### REQUIRED WORK
Check every line of the entries below for the word "absent", and copy the ones that have it.

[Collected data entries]

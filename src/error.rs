//! Error types for the data platform deployment tooling.
//!
//! This module provides the error hierarchy for all operations in the
//! deployment lifecycle: plan ingestion, external tool invocation, and
//! orchestration.

use std::path::PathBuf;
use thiserror::Error;

/// The main error type for the deployment tooling.
#[derive(Debug, Error)]
pub enum PlatformError {
    /// Plan document errors (the invalid-input family).
    #[error("Plan error: {0}")]
    Plan(#[from] PlanError),

    /// External tool invocation errors.
    #[error("Tool error: {0}")]
    Tool(#[from] ToolError),

    /// Deployment orchestration errors.
    #[error("Deployment error: {0}")]
    Deploy(#[from] DeployError),

    /// IO errors.
    #[error("IO error: {0}")]
    Io(#[from] std::io::Error),

    /// Generic internal error.
    #[error("Internal error: {0}")]
    Internal(String),
}

/// Errors raised while acquiring or parsing a Terraform plan document.
///
/// These surface before any aggregation begins; the summarizer itself never
/// fails on a structurally valid plan.
#[derive(Debug, Error)]
pub enum PlanError {
    /// The plan file was not found.
    #[error("Plan file not found: {path}")]
    FileNotFound {
        /// Path to the missing file.
        path: PathBuf,
    },

    /// The plan document could not be parsed.
    #[error("Malformed plan document: {message}")]
    Malformed {
        /// Description of the parse failure.
        message: String,
        /// Optional source location.
        location: Option<String>,
    },
}

/// Errors from invoking external tools (terraform, terragrunt).
#[derive(Debug, Error)]
pub enum ToolError {
    /// The tool binary could not be launched.
    #[error("Tool not found: {tool} ({message})")]
    NotFound {
        /// Name of the missing tool.
        tool: String,
        /// Description of the launch failure.
        message: String,
    },

    /// The tool exited with an unexpected non-zero status.
    #[error("{tool} exited with status {status}: {stderr}")]
    Failed {
        /// Name of the tool.
        tool: String,
        /// Exit status code.
        status: i32,
        /// Captured standard error output.
        stderr: String,
    },

    /// The tool was terminated by a signal before exiting.
    #[error("{tool} was terminated before exiting")]
    Terminated {
        /// Name of the tool.
        tool: String,
    },
}

/// Deployment orchestration errors.
#[derive(Debug, Error)]
pub enum DeployError {
    /// The environment directory does not exist.
    #[error("Environment directory not found: {path}")]
    EnvironmentMissing {
        /// Expected environment directory.
        path: PathBuf,
    },

    /// AWS credentials could not be validated.
    #[error("AWS credential validation failed: {message}")]
    CredentialsInvalid {
        /// Description of the credential failure.
        message: String,
    },

    /// A prerequisite validation step failed.
    #[error("Prerequisite validation failed: {message}")]
    ValidationFailed {
        /// Description of the failed step.
        message: String,
    },

    /// The user declined the confirmation prompt.
    #[error("Deployment cancelled by user")]
    Cancelled,

    /// A post-deploy check could not verify the deployed resources.
    #[error("Post-deploy check failed: {message}")]
    CheckFailed {
        /// Description of the check failure.
        message: String,
    },
}

/// Result type alias for deployment operations.
pub type Result<T> = std::result::Result<T, PlatformError>;

impl PlatformError {
    /// Creates a new internal error with the given message.
    #[must_use]
    pub fn internal(message: impl Into<String>) -> Self {
        Self::Internal(message.into())
    }
}

impl PlanError {
    /// Creates a malformed-document error without a source location.
    #[must_use]
    pub fn malformed(message: impl Into<String>) -> Self {
        Self::Malformed {
            message: message.into(),
            location: None,
        }
    }
}

impl ToolError {
    /// Creates a failure error from a tool's exit status and stderr.
    #[must_use]
    pub fn failed(tool: impl Into<String>, status: i32, stderr: impl Into<String>) -> Self {
        Self::Failed {
            tool: tool.into(),
            status,
            stderr: stderr.into(),
        }
    }
}

impl DeployError {
    /// Creates a prerequisite validation error.
    #[must_use]
    pub fn validation(message: impl Into<String>) -> Self {
        Self::ValidationFailed {
            message: message.into(),
        }
    }

    /// Creates a post-deploy check error.
    #[must_use]
    pub fn check(message: impl Into<String>) -> Self {
        Self::CheckFailed {
            message: message.into(),
        }
    }
}
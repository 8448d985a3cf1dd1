//! In-memory model of a Terraform plan document.
//!
//! These types map the subset of `terraform show -json` output that the
//! summarizer consumes: the list of resource changes, each with its resource
//! type, owning module, and ordered action tokens. Unrelated document fields
//! are ignored during deserialization.

use serde::{Deserialize, Serialize};

/// Module label used for resources that live at the root of the
/// configuration (no `module_address` in the plan document).
pub const ROOT_MODULE: &str = "root";

/// A single planned action token.
///
/// Terraform emits the tokens create/update/delete/no-op/read; anything else
/// is preserved verbatim so unknown tokens flow through classification and
/// rendering without being rejected.
#[derive(Debug, Clone, PartialEq, Eq, Serialize, Deserialize)]
#[serde(from = "String", into = "String")]
pub enum Action {
    /// Resource will be created.
    Create,
    /// Resource will be updated in place.
    Update,
    /// Resource will be destroyed.
    Delete,
    /// No operation planned.
    NoOp,
    /// Resource will be read (data source).
    Read,
    /// Unrecognized action token, preserved verbatim.
    Other(String),
}

impl Action {
    /// Returns the token spelling as it appears in the plan document.
    #[must_use]
    pub fn as_str(&self) -> &str {
        match self {
            Self::Create => "create",
            Self::Update => "update",
            Self::Delete => "delete",
            Self::NoOp => "no-op",
            Self::Read => "read",
            Self::Other(token) => token,
        }
    }
}

impl From<String> for Action {
    fn from(token: String) -> Self {
        match token.as_str() {
            "create" => Self::Create,
            "update" => Self::Update,
            "delete" => Self::Delete,
            "no-op" => Self::NoOp,
            "read" => Self::Read,
            _ => Self::Other(token),
        }
    }
}

impl From<Action> for String {
    fn from(action: Action) -> Self {
        action.as_str().to_string()
    }
}

impl Ord for Action {
    fn cmp(&self, other: &Self) -> std::cmp::Ordering {
        self.as_str().cmp(other.as_str())
    }
}

impl PartialOrd for Action {
    fn partial_cmp(&self, other: &Self) -> Option<std::cmp::Ordering> {
        Some(self.cmp(other))
    }
}

impl std::fmt::Display for Action {
    fn fmt(&self, f: &mut std::fmt::Formatter<'_>) -> std::fmt::Result {
        write!(f, "{}", self.as_str())
    }
}

/// The ordered action-token sequence of one resource change, used as a
/// grouping key.
///
/// Token order is preserved as given by the plan document: [create, delete]
/// and [delete, create] are distinct keys even though both render as
/// "replace". Ordering between keys is lexical over the token spellings,
/// which keeps `BTreeMap` iteration deterministic.
#[derive(Debug, Clone, PartialEq, Eq, PartialOrd, Ord)]
pub struct ActionKey(Vec<Action>);

impl ActionKey {
    /// Creates a key from an ordered token sequence.
    #[must_use]
    pub fn new(actions: impl Into<Vec<Action>>) -> Self {
        Self(actions.into())
    }

    /// Returns the tokens in plan-document order.
    #[must_use]
    pub fn tokens(&self) -> &[Action] {
        &self.0
    }

    /// Returns the canonical string key: tokens joined by underscore.
    ///
    /// This encoding is stable across output formats and is used as the map
    /// key in JSON reports (e.g. `create_delete`).
    #[must_use]
    pub fn canonical(&self) -> String {
        self.0
            .iter()
            .map(Action::as_str)
            .collect::<Vec<_>>()
            .join("_")
    }
}

/// The `change` object of a resource-change entry.
///
/// The action list is mandatory: an entry without it is a malformed
/// document and is rejected during deserialization.
#[derive(Debug, Clone, Serialize, Deserialize)]
pub struct Change {
    /// Ordered action tokens describing the planned operation.
    pub actions: Vec<Action>,
}

/// One planned mutation to an infrastructure resource.
#[derive(Debug, Clone, Serialize, Deserialize)]
pub struct ResourceChange {
    /// Terraform resource type (e.g. `aws_s3_bucket`).
    #[serde(rename = "type")]
    pub resource_type: String,
    /// Address of the owning module; absent for root resources.
    #[serde(default, skip_serializing_if = "Option::is_none")]
    pub module_address: Option<String>,
    /// The planned change.
    pub change: Change,
}

impl ResourceChange {
    /// Returns the owning module address, or [`ROOT_MODULE`] when absent.
    #[must_use]
    pub fn module_or_root(&self) -> &str {
        self.module_address.as_deref().unwrap_or(ROOT_MODULE)
    }

    /// Returns this change's action tokens as a grouping key.
    #[must_use]
    pub fn action_key(&self) -> ActionKey {
        ActionKey::new(self.change.actions.clone())
    }
}

/// A fully-materialized Terraform plan.
///
/// A plan with zero entries is valid and represents "no changes".
#[derive(Debug, Clone, Default, Deserialize)]
pub struct Plan {
    /// Terraform version that produced the document, when present.
    #[serde(default)]
    pub terraform_version: Option<String>,
    /// All planned resource changes. Terraform omits this field entirely
    /// when the plan is empty.
    #[serde(default)]
    pub resource_changes: Vec<ResourceChange>,
}

impl Plan {
    /// Creates a plan from a list of resource changes.
    #[must_use]
    pub fn new(resource_changes: Vec<ResourceChange>) -> Self {
        Self {
            terraform_version: None,
            resource_changes,
        }
    }

    /// Returns the number of planned changes.
    #[must_use]
    pub fn len(&self) -> usize {
        self.resource_changes.len()
    }

    /// Returns true if the plan contains no changes.
    #[must_use]
    pub fn is_empty(&self) -> bool {
        self.resource_changes.is_empty()
    }
}
#[cfg(test)]
mod tests {
    use super::*;
    use std::path::PathBuf;

    const UPSTREAM: &str = concat!(
        "#!/usr/bin/env node\n",
        "import{createRequire as cR}from\"node:module\";var req=cR(import.meta.url);",
        "function pS(){let Q=process.env.SHELL;if(!Q)throw new Error(\"No suitable shell found. ",
        "Claude CLI requires a Posix shell environment.\");return Q}",
        "process.env.CLAUDE_CODE_ENTRYPOINT=\"cli\";",
        "var nul=\"/dev/null\";run(\"git status 2>/dev/null\");run('source ~/.bashrc');\n",
    );

    fn ctx<'a>(platform: Platform, assets: &'a [EmbeddedAsset]) -> PatchContext<'a> {
        PatchContext {
            tool_id: "claude-code",
            env_prefix: "CLAUDE_CODE",
            platform,
            default_shell: None,
            profile: PatchProfile {
                shell_bypass: true,
                entrypoint_marker: true,
            },
            assets,
            mode: PatchMode::Strict,
        }
    }

    fn file() -> PathBuf {
        PathBuf::from("/src/cli.js")
    }

    #[test]
    fn shebang_stays_on_first_line() {
        let out = prepare_script(UPSTREAM, &ctx(Platform::Linux, &[]), &file()).unwrap();
        let mut lines = out.contents.lines();
        assert_eq!(lines.next(), Some("#!/usr/bin/env node"));
        assert!(lines.next().unwrap().starts_with(PREPARED_MARKER));
    }

    #[test]
    fn shell_bypass_replaces_the_hard_failure() {
        let out = prepare_script(UPSTREAM, &ctx(Platform::Linux, &[]), &file()).unwrap();
        assert!(!out.contents.contains("No suitable shell found"));
        assert!(out.contents.contains("return globalThis.__bfResolveShell()"));
        assert!(out.contents.contains("process.env.CLAUDE_CODE_SHELL"));
    }

    #[test]
    fn entrypoint_marker_gains_bundled_flag() {
        let out = prepare_script(UPSTREAM, &ctx(Platform::Linux, &[]), &file()).unwrap();
        assert!(out.contents.contains(
            "process.env.CLAUDE_CODE_ENTRYPOINT=\"cli\",process.env.CLAUDE_CODE_BUNDLED=\"1\""
        ));
    }

    #[test]
    fn linux_output_keeps_posix_idioms() {
        let out = prepare_script(UPSTREAM, &ctx(Platform::Linux, &[]), &file()).unwrap();
        assert!(out.contents.contains("\"/dev/null\""));
        assert!(out.contents.contains("import.meta.url"));
        assert!(!out.contents.contains("__bfSelfFileUrl"));
    }

    #[test]
    fn windows_output_rewrites_posix_idioms() {
        let out = prepare_script(UPSTREAM, &ctx(Platform::Windows, &[]), &file()).unwrap();
        assert!(out.contents.contains("var nul=\"NUL\""));
        assert!(out.contents.contains("git status 2>NUL"));
        assert!(out.contents.contains("'. ~/.bashrc'"));
        assert!(out.contents.contains("cR(globalThis.__bfSelfFileUrl)"));
        assert!(out.contents.contains("globalThis.__bfSelfDir = __bfDirname(process.execPath)"));
        assert!(out.report.applied.iter().any(|a| a == "windows-shim"));
    }

    #[test]
    fn windows_eval_becomes_invoke_expression() {
        let source = "run('eval \"$(fnm env)\"');process.env.CLAUDE_CODE_ENTRYPOINT='cli';throw new Error('No suitable shell found')";
        let out = prepare_script(source, &ctx(Platform::Windows, &[]), &file()).unwrap();
        assert!(out.contents.contains("run('Invoke-Expression (fnm env)')"));
    }

    #[test]
    fn assets_become_imports_and_table_entries() {
        let assets = vec![
            EmbeddedAsset {
                key: "yoga.wasm".to_string(),
                specifier: "./yoga.wasm".to_string(),
            },
            EmbeddedAsset {
                key: "vendor/ripgrep/x64-linux/rg".to_string(),
                specifier: "./vendor/ripgrep/x64-linux/rg".to_string(),
            },
        ];
        let out = prepare_script(UPSTREAM, &ctx(Platform::Linux, &assets), &file()).unwrap();
        assert!(out.contents.contains(
            "import __bfAsset0 from \"./yoga.wasm\" with { type: \"file\" };"
        ));
        assert!(out.contents.contains("\"vendor/ripgrep/x64-linux/rg\": __bfAsset1,"));
        assert_eq!(out.report.applied[0], "embed-assets (2)");
    }

    #[test]
    fn termux_target_probes_its_default_shell() {
        let mut c = ctx(Platform::Android, &[]);
        c.default_shell = Some("/data/data/com.termux/files/usr/bin/bash");
        let out = prepare_script(UPSTREAM, &c, &file()).unwrap();
        assert!(out.contents.contains(
            "const sandboxShell = \"/data/data/com.termux/files/usr/bin/bash\";"
        ));
    }

    #[test]
    fn identical_inputs_give_identical_output() {
        let a = prepare_script(UPSTREAM, &ctx(Platform::Windows, &[]), &file()).unwrap();
        let b = prepare_script(UPSTREAM, &ctx(Platform::Windows, &[]), &file()).unwrap();
        assert_eq!(a, b);
    }

    #[test]
    fn prepared_output_is_rejected_as_input() {
        let once = prepare_script(UPSTREAM, &ctx(Platform::Linux, &[]), &file()).unwrap();
        let err = prepare_script(&once.contents, &ctx(Platform::Linux, &[]), &file()).unwrap_err();
        assert!(matches!(err, Error::AlreadyPrepared { .. }));
    }

    #[test]
    fn strict_mode_fails_when_required_rewrite_misses() {
        let source = "console.log('upstream changed shape');";
        let err = prepare_script(source, &ctx(Platform::Linux, &[]), &file()).unwrap_err();
        assert_eq!(
            err,
            Error::PatchNotApplied {
                patch: "shell-bypass".to_string(),
                file: file(),
            }
        );
    }

    #[test]
    fn lenient_mode_reports_skipped_required_rewrites() {
        let source = "console.log('upstream changed shape');";
        let mut c = ctx(Platform::Linux, &[]);
        c.mode = PatchMode::Lenient;
        let out = prepare_script(source, &c, &file()).unwrap();
        let skipped: Vec<_> = out.report.skipped_required().map(|s| s.name.as_str()).collect();
        assert_eq!(skipped, vec!["shell-bypass", "entrypoint-marker"]);
    }

    #[test]
    fn tools_without_profile_never_fail_on_missing_shapes() {
        let mut c = ctx(Platform::Linux, &[]);
        c.profile = PatchProfile::default();
        let out = prepare_script("console.log(1);", &c, &file()).unwrap();
        assert_eq!(out.report.skipped_required().count(), 0);
        assert_eq!(out.report.skipped.len(), 2);
    }

    #[test]
    fn specifier_is_relative_to_entry_directory() {
        assert_eq!(relative_specifier("cli.js", "yoga.wasm"), "./yoga.wasm");
        assert_eq!(
            relative_specifier("bin/codex.js", "vendor/rg"),
            "../vendor/rg"
        );
        assert_eq!(
            relative_specifier("dist/a/index.js", "dist/assets/x.wasm"),
            "../assets/x.wasm"
        );
        assert_eq!(relative_specifier("bin/cli.js", "bin/x.node"), "./x.node");
    }

    #[test]
    fn prepared_name_is_platform_qualified() {
        assert_eq!(
            prepared_file_name("cli.js", Platform::Windows),
            "cli.windows.prepared.js"
        );
        assert_eq!(
            prepared_file_name("index.mjs", Platform::Macos),
            "index.macos.prepared.mjs"
        );
        assert_eq!(
            prepared_file_name("codex", Platform::Linux),
            "codex.linux.prepared.js"
        );
    }
}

### THE COMPLETED TASK
    /// Address of the owning module; absent for root resources.
    /// Returns the owning module address, or [`ROOT_MODULE`] when absent.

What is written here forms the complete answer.